In these trying circumstances Bishop Mackenzie and his people came to the conclusion that self-defence called for vigorous action, and, with musket and rifle, sallied forth to meet the men-stealers, with the Bishop at their head.
On reaching the position of the enemy they paused at a distance of above six hundred yards. A group of Arab slavers were standing on a hill together. One of the mission party kneeled, and with an Enfield rifle sent a bullet over their heads. The effect was powerful! The slavers, accustomed to the smooth-bore musket, had thought themselves quite safe at such a distance. They were panic-stricken: perhaps the unexpected sight of white men aided the effect. At all events, when another bullet was dropped into the midst of them, they took to flight. The missionaries, like good generals, seized their opportunity, charged home, and chased the scoundrels into the woods. Thus, with little fighting, they gained an important victory, and became possessed of a second large band of slaves—chiefly women and children—who had been forsaken by their terrified captors.
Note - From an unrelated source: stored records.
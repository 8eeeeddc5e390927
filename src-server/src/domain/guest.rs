//! Guest Entity
//!
//! A guest on the invitation list and their RSVP state.

use chrono::{DateTime, Utc};
use serde::{Deserialize, Serialize};

use super::entity::Entity;

/// A guest on the list
#[derive(Debug, Clone, PartialEq, Serialize, Deserialize)]
pub struct Guest {
    pub id: i64,
    pub first_name: String,
    pub last_name: String,
    pub email: String,
    pub phone: String,
    /// None until the guest has responded
    pub attending: Option<bool>,
    pub updated_at: Option<DateTime<Utc>>,
}

impl Guest {
    pub fn new(id: i64, first_name: impl Into<String>, last_name: impl Into<String>) -> Self {
        Self {
            id,
            first_name: first_name.into(),
            last_name: last_name.into(),
            email: String::new(),
            phone: String::new(),
            attending: None,
            updated_at: None,
        }
    }

    pub fn full_name(&self) -> String {
        format!("{} {}", self.first_name, self.last_name)
    }
}

impl Entity for Guest {
    type Id = i64;

    fn id(&self) -> Self::Id {
        self.id
    }
}

/// Fields written by an RSVP. Empty email / phone leave the stored value alone.
#[derive(Debug, Clone, PartialEq)]
pub struct RsvpUpdate {
    pub email: String,
    pub phone: String,
    pub attending: bool,
}

/// "attending" / "not attending"
pub fn attending_label(attending: bool) -> &'static str {
    if attending {
        "attending"
    } else {
        "not attending"
    }
}

#[cfg(test)]
mod tests {
    use super::*;

    #[test]
    fn test_guest_creation() {
        let guest = Guest::new(1, "John", "Doe");
        assert_eq!(guest.id(), 1);
        assert_eq!(guest.full_name(), "John Doe");
        assert!(guest.attending.is_none());
    }

    #[test]
    fn test_attending_label() {
        assert_eq!(attending_label(true), "attending");
        assert_eq!(attending_label(false), "not attending");
    }
}
//! Page Link Cards Component

use leptos::prelude::*;

use super::NavLink;
use crate::models::PageCard;

#[component]
pub fn PageCards(cards: Vec<PageCard>) -> impl IntoView {
    view! {
        <div class="page-cards">
            {cards.into_iter().map(|card| view! {
                <div class="page-card">
                    <img class="page-card-image" src=card.image alt=card.alt />
                    <NavLink page=card.page class="page-card-button">{card.label}</NavLink>
                    <p class="page-card-details">{card.details}</p>
                </div>
            }).collect_view()}
        </div>
    }
}
//! Overview Detail Boxes Component
//!
//! When / Where / Attire summary on the home page.

use leptos::prelude::*;

use crate::models::OverviewDetail;

#[component]
pub fn OverviewBoxes(details: Vec<OverviewDetail>) -> impl IntoView {
    view! {
        <div class="overview-boxes">
            {details.into_iter().map(|detail| view! {
                <div class="overview-box" data-kind=detail.label.to_lowercase()>
                    <p class="overview-label">{detail.label.to_uppercase()}</p>
                    <p class="overview-details">{detail.details}</p>
                    {detail.sub_details.map(|sub| view! { <p class="overview-sub-details">{sub}</p> })}
                </div>
            }).collect_view()}
        </div>
    }
}
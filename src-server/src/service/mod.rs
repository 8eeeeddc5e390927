//! Service Layer
//!
//! Business rules for RSVPs and registry gifts. Services validate and
//! normalize requests, talk to repositories through their traits, and
//! produce the message shown to the guest.

mod registry;
mod rsvp;

#[cfg(test)]
mod mock;

pub use registry::{GiftRequest, RegistryService};
pub use rsvp::{RsvpRequest, RsvpService};

use crate::domain::{DomainError, GiftError, GiftValidationError};

/// Errors returned by services; the API layer maps them to status codes.
#[derive(Debug, Clone, PartialEq, thiserror::Error)]
pub enum ServiceError {
    /// The request is missing or carries an unusable field
    #[error("{0}")]
    InvalidRequest(String),

    #[error("{first_name} {last_name} was not found in the guest list")]
    GuestNotFound { first_name: String, last_name: String },

    #[error(transparent)]
    Gift(#[from] GiftValidationError),

    #[error(transparent)]
    Domain(#[from] DomainError),
}

impl From<GiftError> for ServiceError {
    fn from(e: GiftError) -> Self {
        match e {
            GiftError::Rejected(e) => ServiceError::Gift(e),
            GiftError::Storage(e) => ServiceError::Domain(e),
        }
    }
}

#[cfg(test)]
mod tests {
    use super::*;

    #[test]
    fn test_gift_error_conversion() {
        let rejected = GiftError::Rejected(GiftValidationError::FullyGifted { label: "Mixer".into() });
        assert!(matches!(ServiceError::from(rejected), ServiceError::Gift(_)));

        let storage = GiftError::Storage(DomainError::Internal("locked".into()));
        assert_eq!(
            ServiceError::from(storage),
            ServiceError::Domain(DomainError::Internal("locked".into()))
        );
    }

    #[test]
    fn test_guest_not_found_message() {
        let err = ServiceError::GuestNotFound {
            first_name: "Sam".into(),
            last_name: "Lee".into(),
        };
        assert_eq!(err.to_string(), "Sam Lee was not found in the guest list");
    }
}
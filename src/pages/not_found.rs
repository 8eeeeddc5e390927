use leptos::prelude::*;

use crate::components::{Menu, NavLink};
use crate::context::Page;

#[component]
pub fn NotFoundPage() -> impl IntoView {
    view! {
        <div class="page not-found-page">
            <div class="not-found">
                <span class="not-found-icon">"💔"</span>
                <p class="not-found-text">"Oops! Looks like this page wandered off before the wedding."</p>
                <NavLink page=Page::Home class="submit-btn">"Back to Home"</NavLink>
            </div>

            <Menu current=Page::NotFound />
        </div>
    }
}
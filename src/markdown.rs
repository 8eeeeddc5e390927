//! Inline Markdown
//!
//! Renders FAQ answers with pulldown-cmark:
//! - Emphasis, strong and strikethrough pass through
//! - Site links (`/registry`) are tagged `data-internal` so the accordion can route them
//! - External links open in a new tab
//! - Raw HTML in the source is escaped, never injected

use pulldown_cmark::{html::push_html, CowStr, Event, Options, Parser, Tag, TagEnd};

/// Parse markdown and return an HTML fragment
pub fn parse_markdown(text: &str) -> String {
    let parser = Parser::new_ext(text, Options::ENABLE_STRIKETHROUGH);
    let events = transform_events(parser);
    let mut html_output = String::new();
    push_html(&mut html_output, events.into_iter());
    html_output
}

/// Parse markdown for inline use (strips outer <p> tags)
pub fn parse_markdown_inline(text: &str) -> String {
    let html = parse_markdown(text);

    html.trim()
        .strip_prefix("<p>")
        .and_then(|s| s.strip_suffix("</p>"))
        .map(|s| s.to_string())
        .unwrap_or(html)
}

/// Whether a link target is a page of this site
pub fn is_internal_link(url: &str) -> bool {
    url.starts_with('/') && !url.starts_with("//")
}

fn transform_events<'a>(parser: Parser<'a>) -> Vec<Event<'a>> {
    let mut events = Vec::new();

    for event in parser {
        match event {
            Event::Start(Tag::Link { dest_url, .. }) => {
                let html = if is_internal_link(&dest_url) {
                    format!(r#"<a href="{}" data-internal="true">"#, escape_html(&dest_url))
                } else {
                    format!(
                        r#"<a href="{}" target="_blank" rel="noopener noreferrer">"#,
                        escape_html(&dest_url)
                    )
                };
                events.push(Event::Html(CowStr::from(html)));
            }
            Event::End(TagEnd::Link) => {
                events.push(Event::Html(CowStr::from("</a>")));
            }
            Event::Html(raw) | Event::InlineHtml(raw) => {
                events.push(Event::Text(raw));
            }
            other => events.push(other),
        }
    }

    events
}

fn escape_html(text: &str) -> String {
    text.replace('&', "&amp;")
        .replace('<', "&lt;")
        .replace('>', "&gt;")
        .replace('"', "&quot;")
}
These the Bishop resolved to add to his settlement. Indeed, as in the previous case, he had no alternative. They were at once liberated and conducted to the station, and one of the poor black children—a little girl named Dauma—was carried home by Mackenzie on his own shoulders.
Soon afterwards the mission failed in that quarter. Among other misfortunes disease attacked and carried off several of the chief Europeans of the party. The earnest enthusiastic Bishop himself died there in his Master’s cause, and left his bones in the swamps of the Shire River.
All this, and a great deal more, had I read with profound interest, many years before my visit to the Cape, and the whole subject had made a deep impression on my memory—especially the figure of the gallant Bishop returning from his raid on the men-stealers with the little wearied Dauma on his shoulders!
Well, one day I went to visit the “Saint George’s Orphanage for Girls,” in Capetown. I was conducted over the dormitories and schools, etcetera, and at last came to a class-room in which were assembled some hundred or so of black orphans—infants almost, most of them, and irresistibly comic in their little looks and actions.
It was here that I received the agreeable surprise before referred to. The teacher of this class was as black as her pupils.
“She is herself an orphan, one of the best girls in our school,” said Miss Arthur, referring to her. “She was saved from the slavers in Central Africa many years ago.”
“What!” I exclaimed, “the little girl who was saved by the missionaries of the Shire River?”